What the task requires =
Print the listing that follows, character for character.

Records shown =
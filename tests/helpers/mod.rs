//! Scripted vendor and state builders for driving the gateway without a network.

#![allow(dead_code)]

use std::collections::VecDeque;
use std::sync::atomic::{AtomicU32, Ordering};
use std::sync::{Arc, Mutex};
use std::time::Duration;

use async_trait::async_trait;
use axum::response::Response;
use jimeng_gateway::app_state::AppState;
use jimeng_gateway::models::job::{Job, JobSpec, RemoteStatus, StatusCheck, VendorStatus};
use jimeng_gateway::services::classifier::{ApiError, RetryPolicy};
use jimeng_gateway::services::generation::GenerationService;
use jimeng_gateway::services::ids::{IdGenerator, SequentialIdGenerator};
use jimeng_gateway::services::orchestrator::TaskOrchestrator;
use jimeng_gateway::services::poller::PollingConfig;
use jimeng_gateway::services::vendor::{DreaminaClient, RemoteJobClient};

use crate::fixtures::JOB_ID;

/// Replays a fixed sequence of status checks. Once the script runs out the
/// last snapshot repeats, or `PROCESSING` with no items if there was none.
pub struct ScriptedClient {
    job_id: String,
    submit_error: Option<ApiError>,
    check_delay: Duration,
    script: Mutex<VecDeque<Result<StatusCheck, ApiError>>>,
    last: Mutex<Option<StatusCheck>>,
    submitted: Mutex<Vec<JobSpec>>,
    submits: AtomicU32,
    checks: AtomicU32,
    completed_checks: AtomicU32,
    prepares: AtomicU32,
}

impl ScriptedClient {
    pub fn new() -> Self {
        Self::with_job_id(JOB_ID)
    }

    pub fn with_job_id(job_id: &str) -> Self {
        Self {
            job_id: job_id.to_string(),
            submit_error: None,
            check_delay: Duration::ZERO,
            script: Mutex::new(VecDeque::new()),
            last: Mutex::new(None),
            submitted: Mutex::new(Vec::new()),
            submits: AtomicU32::new(0),
            checks: AtomicU32::new(0),
            completed_checks: AtomicU32::new(0),
            prepares: AtomicU32::new(0),
        }
    }

    pub fn rejecting_submit(error: ApiError) -> Self {
        let mut client = Self::new();
        client.submit_error = Some(error);
        client
    }

    /// Every status check takes `delay` before it answers.
    pub fn with_check_delay(mut self, delay: Duration) -> Self {
        self.check_delay = delay;
        self
    }

    pub fn then(self, check: StatusCheck) -> Self {
        self.script.lock().unwrap().push_back(Ok(check));
        self
    }

    pub fn then_error(self, error: ApiError) -> Self {
        self.script.lock().unwrap().push_back(Err(error));
        self
    }

    pub fn submits(&self) -> u32 {
        self.submits.load(Ordering::SeqCst)
    }

    pub fn checks(&self) -> u32 {
        self.checks.load(Ordering::SeqCst)
    }

    /// Status checks that ran to the end rather than being dropped mid-call.
    pub fn completed_checks(&self) -> u32 {
        self.completed_checks.load(Ordering::SeqCst)
    }

    pub fn prepares(&self) -> u32 {
        self.prepares.load(Ordering::SeqCst)
    }

    pub fn submitted(&self) -> Vec<JobSpec> {
        self.submitted.lock().unwrap().clone()
    }
}

#[async_trait]
impl RemoteJobClient for ScriptedClient {
    async fn submit(&self, spec: &JobSpec) -> Result<String, ApiError> {
        self.submits.fetch_add(1, Ordering::SeqCst);
        self.submitted.lock().unwrap().push(spec.clone());
        match &self.submit_error {
            Some(err) => Err(err.clone()),
            None => Ok(self.job_id.clone()),
        }
    }

    async fn check_status(&self, job: &Job) -> Result<StatusCheck, ApiError> {
        assert_eq!(job.id, self.job_id, "status check for an unknown job");
        self.checks.fetch_add(1, Ordering::SeqCst);
        if !self.check_delay.is_zero() {
            tokio::time::sleep(self.check_delay).await;
        }
        self.completed_checks.fetch_add(1, Ordering::SeqCst);

        let next = self.script.lock().unwrap().pop_front();
        match next {
            Some(Ok(check)) => {
                *self.last.lock().unwrap() = Some(check.clone());
                Ok(check)
            }
            Some(Err(err)) => Err(err),
            None => Ok(self.last.lock().unwrap().clone().unwrap_or_else(|| StatusCheck {
                status: RemoteStatus::new(VendorStatus::Processing, 0),
                record: serde_json::json!({ "status": 20, "item_list": [] }),
            })),
        }
    }

    async fn prepare(&self, _credential: &str) {
        self.prepares.fetch_add(1, Ordering::SeqCst);
    }
}

pub fn image_polling() -> PollingConfig {
    PollingConfig::default().with_max_poll_count(900)
}

pub fn video_polling() -> PollingConfig {
    PollingConfig::default()
        .with_max_poll_count(900)
        .with_timeout(Duration::from_secs(1200))
        .with_initial_delay(Duration::from_secs(5))
}

pub fn generation_service(client: Arc<ScriptedClient>) -> GenerationService {
    let ids: Arc<dyn IdGenerator> = Arc::new(SequentialIdGenerator::new("test"));
    GenerationService::new(
        client,
        ids,
        TaskOrchestrator::new(8),
        image_polling(),
        video_polling(),
    )
}

/// Application state whose generation path runs against `client`.
pub fn test_state(client: Arc<ScriptedClient>) -> AppState {
    let ids: Arc<dyn IdGenerator> = Arc::new(SequentialIdGenerator::new("test"));
    let vendor = DreaminaClient::new(Duration::from_secs(5), RetryPolicy::default(), Arc::clone(&ids))
        .expect("vendor client");
    AppState::new(generation_service(client), Arc::new(vendor), ids)
}

pub async fn body_json(response: Response) -> serde_json::Value {
    let bytes = axum::body::to_bytes(response.into_body(), usize::MAX)
        .await
        .expect("read body");
    serde_json::from_slice(&bytes).expect("json body")
}

pub async fn body_text(response: Response) -> String {
    let bytes = axum::body::to_bytes(response.into_body(), usize::MAX)
        .await
        .expect("read body");
    String::from_utf8(bytes.to_vec()).expect("utf-8 body")
}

Finished task =
filename tests/helpers/mod.rs
//! Scripted vendor and state builders for driving the gateway without a network.

#![allow(dead_code)]

use std::collections::VecDeque;
use std::sync::atomic::{AtomicU32, Ordering};
use std::sync::{Arc, Mutex};
use std::time::Duration;

use async_trait::async_trait;
use axum::response::Response;
use jimeng_gateway::app_state::AppState;
use jimeng_gateway::models::job::{Job, JobSpec, RemoteStatus, StatusCheck, VendorStatus};
use jimeng_gateway::services::classifier::{ApiError, RetryPolicy};
use jimeng_gateway::services::generation::GenerationService;
use jimeng_gateway::services::ids::{IdGenerator, SequentialIdGenerator};
use jimeng_gateway::services::orchestrator::TaskOrchestrator;
use jimeng_gateway::services::poller::PollingConfig;
use jimeng_gateway::services::vendor::{DreaminaClient, RemoteJobClient};

use crate::fixtures::JOB_ID;

/// Replays a fixed sequence of status checks. Once the script runs out the
/// last snapshot repeats, or `PROCESSING` with no items if there was none.
pub struct ScriptedClient {
    job_id: String,
    submit_error: Option<ApiError>,
    check_delay: Duration,
    script: Mutex<VecDeque<Result<StatusCheck, ApiError>>>,
    last: Mutex<Option<StatusCheck>>,
    submitted: Mutex<Vec<JobSpec>>,
    submits: AtomicU32,
    checks: AtomicU32,
    completed_checks: AtomicU32,
    prepares: AtomicU32,
}

impl ScriptedClient {
    pub fn new() -> Self {
        Self::with_job_id(JOB_ID)
    }

    pub fn with_job_id(job_id: &str) -> Self {
        Self {
            job_id: job_id.to_string(),
            submit_error: None,
            check_delay: Duration::ZERO,
            script: Mutex::new(VecDeque::new()),
            last: Mutex::new(None),
            submitted: Mutex::new(Vec::new()),
            submits: AtomicU32::new(0),
            checks: AtomicU32::new(0),
            completed_checks: AtomicU32::new(0),
            prepares: AtomicU32::new(0),
        }
    }

    pub fn rejecting_submit(error: ApiError) -> Self {
        let mut client = Self::new();
        client.submit_error = Some(error);
        client
    }

    /// Every status check takes `delay` before it answers.
    pub fn with_check_delay(mut self, delay: Duration) -> Self {
        self.check_delay = delay;
        self
    }

    pub fn then(self, check: StatusCheck) -> Self {
        self.script.lock().unwrap().push_back(Ok(check));
        self
    }

    pub fn then_error(self, error: ApiError) -> Self {
        self.script.lock().unwrap().push_back(Err(error));
        self
    }

    pub fn submits(&self) -> u32 {
        self.submits.load(Ordering::SeqCst)
    }

    pub fn checks(&self) -> u32 {
        self.checks.load(Ordering::SeqCst)
    }

    /// Status checks that ran to the end rather than being dropped mid-call.
    pub fn completed_checks(&self) -> u32 {
        self.completed_checks.load(Ordering::SeqCst)
    }

    pub fn prepares(&self) -> u32 {
        self.prepares.load(Ordering::SeqCst)
    }

    pub fn submitted(&self) -> Vec<JobSpec> {
        self.submitted.lock().unwrap().clone()
    }
}

#[async_trait]
impl RemoteJobClient for ScriptedClient {
    async fn submit(&self, spec: &JobSpec) -> Result<String, ApiError> {
        self.submits.fetch_add(1, Ordering::SeqCst);
        self.submitted.lock().unwrap().push(spec.clone());
        match &self.submit_error {
            Some(err) => Err(err.clone()),
            None => Ok(self.job_id.clone()),
        }
    }

    async fn check_status(&self, job: &Job) -> Result<StatusCheck, ApiError> {
        assert_eq!(job.id, self.job_id, "status check for an unknown job");
        self.checks.fetch_add(1, Ordering::SeqCst);
        if !self.check_delay.is_zero() {
            tokio::time::sleep(self.check_delay).await;
        }
        self.completed_checks.fetch_add(1, Ordering::SeqCst);

        let next = self.script.lock().unwrap().pop_front();
        match next {
            Some(Ok(check)) => {
                *self.last.lock().unwrap() = Some(check.clone());
                Ok(check)
            }
            Some(Err(err)) => Err(err),
            None => Ok(self.last.lock().unwrap().clone().unwrap_or_else(|| StatusCheck {
                status: RemoteStatus::new(VendorStatus::Processing, 0),
                record: serde_json::json!({ "status": 20, "item_list": [] }),
            })),
        }
    }

    async fn prepare(&self, _credential: &str) {
        self.prepares.fetch_add(1, Ordering::SeqCst);
    }
}

pub fn image_polling() -> PollingConfig {
    PollingConfig::default().with_max_poll_count(900)
}

pub fn video_polling() -> PollingConfig {
    PollingConfig::default()
        .with_max_poll_count(900)
        .with_timeout(Duration::from_secs(1200))
        .with_initial_delay(Duration::from_secs(5))
}

pub fn generation_service(client: Arc<ScriptedClient>) -> GenerationService {
    let ids: Arc<dyn IdGenerator> = Arc::new(SequentialIdGenerator::new("test"));
    GenerationService::new(
        client,
        ids,
        TaskOrchestrator::new(8),
        image_polling(),
        video_polling(),
    )
}

/// Application state whose generation path runs against `client`.
pub fn test_state(client: Arc<ScriptedClient>) -> AppState {
    let ids: Arc<dyn IdGenerator> = Arc::new(SequentialIdGenerator::new("test"));
    let vendor = DreaminaClient::new(Duration::from_secs(5), RetryPolicy::default(), Arc::clone(&ids))
        .expect("vendor client");
    AppState::new(generation_service(client), Arc::new(vendor), ids)
}

pub async fn body_json(response: Response) -> serde_json::Value {
    let bytes = axum::body::to_bytes(response.into_body(), usize::MAX)
        .await
        .expect("read body");
    serde_json::from_slice(&bytes).expect("json body")
}

pub async fn body_text(response: Response) -> String {
    let bytes = axum::body::to_bytes(response.into_body(), usize::MAX)
        .await
        .expect("read body");
    String::from_utf8(bytes.to_vec()).expect("utf-8 body")
}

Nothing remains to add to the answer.